LISTED ENTRIES:
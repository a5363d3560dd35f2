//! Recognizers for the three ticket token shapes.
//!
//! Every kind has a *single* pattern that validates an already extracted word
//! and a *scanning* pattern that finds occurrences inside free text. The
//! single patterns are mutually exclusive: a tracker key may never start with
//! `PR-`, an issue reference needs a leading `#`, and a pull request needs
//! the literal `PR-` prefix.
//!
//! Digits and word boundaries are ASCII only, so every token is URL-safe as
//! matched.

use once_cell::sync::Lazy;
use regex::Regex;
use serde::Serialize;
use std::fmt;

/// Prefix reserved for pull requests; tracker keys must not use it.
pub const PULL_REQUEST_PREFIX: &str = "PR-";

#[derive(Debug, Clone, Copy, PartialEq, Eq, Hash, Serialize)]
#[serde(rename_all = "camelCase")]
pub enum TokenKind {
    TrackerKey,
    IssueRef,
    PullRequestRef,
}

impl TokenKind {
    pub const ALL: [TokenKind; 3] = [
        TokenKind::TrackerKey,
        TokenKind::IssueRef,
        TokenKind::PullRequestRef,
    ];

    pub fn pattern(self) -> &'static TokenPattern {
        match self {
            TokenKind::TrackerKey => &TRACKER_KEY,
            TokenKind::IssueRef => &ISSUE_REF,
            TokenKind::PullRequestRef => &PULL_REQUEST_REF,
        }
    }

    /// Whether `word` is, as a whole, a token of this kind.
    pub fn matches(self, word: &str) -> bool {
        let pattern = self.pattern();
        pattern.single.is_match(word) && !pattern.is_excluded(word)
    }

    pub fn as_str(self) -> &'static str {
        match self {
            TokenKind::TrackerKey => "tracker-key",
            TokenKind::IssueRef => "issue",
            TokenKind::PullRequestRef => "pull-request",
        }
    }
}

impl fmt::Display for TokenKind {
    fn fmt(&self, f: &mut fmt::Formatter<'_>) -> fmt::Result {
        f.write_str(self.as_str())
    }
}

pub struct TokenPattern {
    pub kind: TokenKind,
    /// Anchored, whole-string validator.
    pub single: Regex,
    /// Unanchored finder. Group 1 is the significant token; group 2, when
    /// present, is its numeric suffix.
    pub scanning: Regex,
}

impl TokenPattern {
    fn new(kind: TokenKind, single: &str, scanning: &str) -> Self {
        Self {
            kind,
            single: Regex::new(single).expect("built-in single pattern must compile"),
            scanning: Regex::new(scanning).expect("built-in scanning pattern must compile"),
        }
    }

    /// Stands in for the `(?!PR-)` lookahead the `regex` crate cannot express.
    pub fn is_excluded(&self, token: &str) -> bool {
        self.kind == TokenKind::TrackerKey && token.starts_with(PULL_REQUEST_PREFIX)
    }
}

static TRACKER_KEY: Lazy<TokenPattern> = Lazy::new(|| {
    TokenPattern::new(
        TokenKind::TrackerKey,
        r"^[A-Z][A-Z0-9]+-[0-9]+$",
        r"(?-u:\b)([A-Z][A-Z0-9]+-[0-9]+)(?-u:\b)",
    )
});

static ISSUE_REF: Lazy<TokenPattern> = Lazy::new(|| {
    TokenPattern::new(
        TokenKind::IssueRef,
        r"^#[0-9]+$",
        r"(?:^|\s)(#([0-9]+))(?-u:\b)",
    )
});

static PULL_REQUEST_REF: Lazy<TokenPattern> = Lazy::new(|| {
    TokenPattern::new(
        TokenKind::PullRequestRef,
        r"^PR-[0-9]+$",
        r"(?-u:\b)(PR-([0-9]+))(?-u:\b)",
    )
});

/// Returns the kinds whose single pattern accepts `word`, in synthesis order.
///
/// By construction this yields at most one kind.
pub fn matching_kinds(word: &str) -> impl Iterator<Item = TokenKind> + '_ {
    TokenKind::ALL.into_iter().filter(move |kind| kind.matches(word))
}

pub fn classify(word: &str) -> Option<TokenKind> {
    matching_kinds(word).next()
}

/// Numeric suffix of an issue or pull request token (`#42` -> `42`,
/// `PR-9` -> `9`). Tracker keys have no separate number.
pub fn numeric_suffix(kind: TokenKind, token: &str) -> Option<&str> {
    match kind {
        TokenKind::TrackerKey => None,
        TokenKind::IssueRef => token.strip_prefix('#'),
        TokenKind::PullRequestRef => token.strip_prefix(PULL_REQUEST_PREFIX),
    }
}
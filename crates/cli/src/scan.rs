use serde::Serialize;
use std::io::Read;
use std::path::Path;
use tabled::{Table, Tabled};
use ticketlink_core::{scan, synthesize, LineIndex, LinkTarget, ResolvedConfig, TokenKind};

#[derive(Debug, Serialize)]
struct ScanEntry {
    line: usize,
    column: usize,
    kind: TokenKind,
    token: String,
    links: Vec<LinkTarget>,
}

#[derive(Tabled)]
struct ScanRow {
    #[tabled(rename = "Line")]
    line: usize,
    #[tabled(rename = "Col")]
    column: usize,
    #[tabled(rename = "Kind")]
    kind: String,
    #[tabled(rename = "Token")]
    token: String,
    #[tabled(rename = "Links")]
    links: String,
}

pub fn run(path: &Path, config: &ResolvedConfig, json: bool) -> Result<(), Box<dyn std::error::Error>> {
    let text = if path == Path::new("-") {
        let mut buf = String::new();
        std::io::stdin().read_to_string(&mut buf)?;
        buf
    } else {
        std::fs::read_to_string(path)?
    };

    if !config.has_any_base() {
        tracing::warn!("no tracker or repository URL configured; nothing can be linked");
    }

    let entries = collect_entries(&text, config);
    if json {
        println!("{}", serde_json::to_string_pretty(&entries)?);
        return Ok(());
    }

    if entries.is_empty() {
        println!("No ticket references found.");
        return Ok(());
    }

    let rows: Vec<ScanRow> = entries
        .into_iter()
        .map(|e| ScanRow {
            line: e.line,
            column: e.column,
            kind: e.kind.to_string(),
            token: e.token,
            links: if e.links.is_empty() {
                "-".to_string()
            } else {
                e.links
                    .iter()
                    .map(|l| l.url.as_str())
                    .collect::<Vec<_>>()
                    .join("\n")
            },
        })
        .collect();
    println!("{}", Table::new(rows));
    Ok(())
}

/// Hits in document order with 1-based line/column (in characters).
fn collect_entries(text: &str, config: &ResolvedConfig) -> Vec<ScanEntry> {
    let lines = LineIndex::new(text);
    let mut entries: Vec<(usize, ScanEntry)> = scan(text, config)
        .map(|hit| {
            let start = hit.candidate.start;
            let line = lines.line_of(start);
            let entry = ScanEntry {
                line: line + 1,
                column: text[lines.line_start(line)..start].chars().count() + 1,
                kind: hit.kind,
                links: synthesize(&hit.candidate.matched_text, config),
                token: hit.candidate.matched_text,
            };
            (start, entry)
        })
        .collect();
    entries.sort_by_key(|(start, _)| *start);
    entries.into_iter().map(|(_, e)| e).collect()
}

WHAT YOU NEED TO DO:
Repeat the material exactly, please, so that each line matches its source.

EXERCISE ANSWER:
repository a5363d3560dd35f2
//! Recognizers for the three ticket token shapes.
//!
//! Every kind has a *single* pattern that validates an already extracted word
//! and a *scanning* pattern that finds occurrences inside free text. The
//! single patterns are mutually exclusive: a tracker key may never start with
//! `PR-`, an issue reference needs a leading `#`, and a pull request needs
//! the literal `PR-` prefix.
//!
//! Digits and word boundaries are ASCII only, so every token is URL-safe as
//! matched.

use once_cell::sync::Lazy;
use regex::Regex;
use serde::Serialize;
use std::fmt;

/// Prefix reserved for pull requests; tracker keys must not use it.
pub const PULL_REQUEST_PREFIX: &str = "PR-";

#[derive(Debug, Clone, Copy, PartialEq, Eq, Hash, Serialize)]
#[serde(rename_all = "camelCase")]
pub enum TokenKind {
    TrackerKey,
    IssueRef,
    PullRequestRef,
}

impl TokenKind {
    pub const ALL: [TokenKind; 3] = [
        TokenKind::TrackerKey,
        TokenKind::IssueRef,
        TokenKind::PullRequestRef,
    ];

    pub fn pattern(self) -> &'static TokenPattern {
        match self {
            TokenKind::TrackerKey => &TRACKER_KEY,
            TokenKind::IssueRef => &ISSUE_REF,
            TokenKind::PullRequestRef => &PULL_REQUEST_REF,
        }
    }

    /// Whether `word` is, as a whole, a token of this kind.
    pub fn matches(self, word: &str) -> bool {
        let pattern = self.pattern();
        pattern.single.is_match(word) && !pattern.is_excluded(word)
    }

    pub fn as_str(self) -> &'static str {
        match self {
            TokenKind::TrackerKey => "tracker-key",
            TokenKind::IssueRef => "issue",
            TokenKind::PullRequestRef => "pull-request",
        }
    }
}

impl fmt::Display for TokenKind {
    fn fmt(&self, f: &mut fmt::Formatter<'_>) -> fmt::Result {
        f.write_str(self.as_str())
    }
}

pub struct TokenPattern {
    pub kind: TokenKind,
    /// Anchored, whole-string validator.
    pub single: Regex,
    /// Unanchored finder. Group 1 is the significant token; group 2, when
    /// present, is its numeric suffix.
    pub scanning: Regex,
}

impl TokenPattern {
    fn new(kind: TokenKind, single: &str, scanning: &str) -> Self {
        Self {
            kind,
            single: Regex::new(single).expect("built-in single pattern must compile"),
            scanning: Regex::new(scanning).expect("built-in scanning pattern must compile"),
        }
    }

    /// Stands in for the `(?!PR-)` lookahead the `regex` crate cannot express.
    pub fn is_excluded(&self, token: &str) -> bool {
        self.kind == TokenKind::TrackerKey && token.starts_with(PULL_REQUEST_PREFIX)
    }
}

static TRACKER_KEY: Lazy<TokenPattern> = Lazy::new(|| {
    TokenPattern::new(
        TokenKind::TrackerKey,
        r"^[A-Z][A-Z0-9]+-[0-9]+$",
        r"(?-u:\b)([A-Z][A-Z0-9]+-[0-9]+)(?-u:\b)",
    )
});

static ISSUE_REF: Lazy<TokenPattern> = Lazy::new(|| {
    TokenPattern::new(
        TokenKind::IssueRef,
        r"^#[0-9]+$",
        r"(?:^|\s)(#([0-9]+))(?-u:\b)",
    )
});

static PULL_REQUEST_REF: Lazy<TokenPattern> = Lazy::new(|| {
    TokenPattern::new(
        TokenKind::PullRequestRef,
        r"^PR-[0-9]+$",
        r"(?-u:\b)(PR-([0-9]+))(?-u:\b)",
    )
});

/// Returns the kinds whose single pattern accepts `word`, in synthesis order.
///
/// By construction this yields at most one kind.
pub fn matching_kinds(word: &str) -> impl Iterator<Item = TokenKind> + '_ {
    TokenKind::ALL.into_iter().filter(move |kind| kind.matches(word))
}

pub fn classify(word: &str) -> Option<TokenKind> {
    matching_kinds(word).next()
}

/// Numeric suffix of an issue or pull request token (`#42` -> `42`,
/// `PR-9` -> `9`). Tracker keys have no separate number.
pub fn numeric_suffix(kind: TokenKind, token: &str) -> Option<&str> {
    match kind {
        TokenKind::TrackerKey => None,
        TokenKind::IssueRef => token.strip_prefix('#'),
        TokenKind::PullRequestRef => token.strip_prefix(PULL_REQUEST_PREFIX),
    }
}
filename crates/cli/src/scan.rs
use serde::Serialize;
use std::io::Read;
use std::path::Path;
use tabled::{Table, Tabled};
use ticketlink_core::{scan, synthesize, LineIndex, LinkTarget, ResolvedConfig, TokenKind};

#[derive(Debug, Serialize)]
struct ScanEntry {
    line: usize,
    column: usize,
    kind: TokenKind,
    token: String,
    links: Vec<LinkTarget>,
}

#[derive(Tabled)]
struct ScanRow {
    #[tabled(rename = "Line")]
    line: usize,
    #[tabled(rename = "Col")]
    column: usize,
    #[tabled(rename = "Kind")]
    kind: String,
    #[tabled(rename = "Token")]
    token: String,
    #[tabled(rename = "Links")]
    links: String,
}

pub fn run(path: &Path, config: &ResolvedConfig, json: bool) -> Result<(), Box<dyn std::error::Error>> {
    let text = if path == Path::new("-") {
        let mut buf = String::new();
        std::io::stdin().read_to_string(&mut buf)?;
        buf
    } else {
        std::fs::read_to_string(path)?
    };

    if !config.has_any_base() {
        tracing::warn!("no tracker or repository URL configured; nothing can be linked");
    }

    let entries = collect_entries(&text, config);
    if json {
        println!("{}", serde_json::to_string_pretty(&entries)?);
        return Ok(());
    }

    if entries.is_empty() {
        println!("No ticket references found.");
        return Ok(());
    }

    let rows: Vec<ScanRow> = entries
        .into_iter()
        .map(|e| ScanRow {
            line: e.line,
            column: e.column,
            kind: e.kind.to_string(),
            token: e.token,
            links: if e.links.is_empty() {
                "-".to_string()
            } else {
                e.links
                    .iter()
                    .map(|l| l.url.as_str())
                    .collect::<Vec<_>>()
                    .join("\n")
            },
        })
        .collect();
    println!("{}", Table::new(rows));
    Ok(())
}

/// Hits in document order with 1-based line/column (in characters).
fn collect_entries(text: &str, config: &ResolvedConfig) -> Vec<ScanEntry> {
    let lines = LineIndex::new(text);
    let mut entries: Vec<(usize, ScanEntry)> = scan(text, config)
        .map(|hit| {
            let start = hit.candidate.start;
            let line = lines.line_of(start);
            let entry = ScanEntry {
                line: line + 1,
                column: text[lines.line_start(line)..start].chars().count() + 1,
                kind: hit.kind,
                links: synthesize(&hit.candidate.matched_text, config),
                token: hit.candidate.matched_text,
            };
            (start, entry)
        })
        .collect();
    entries.sort_by_key(|(start, _)| *start);
    entries.into_iter().map(|(_, e)| e).collect()
}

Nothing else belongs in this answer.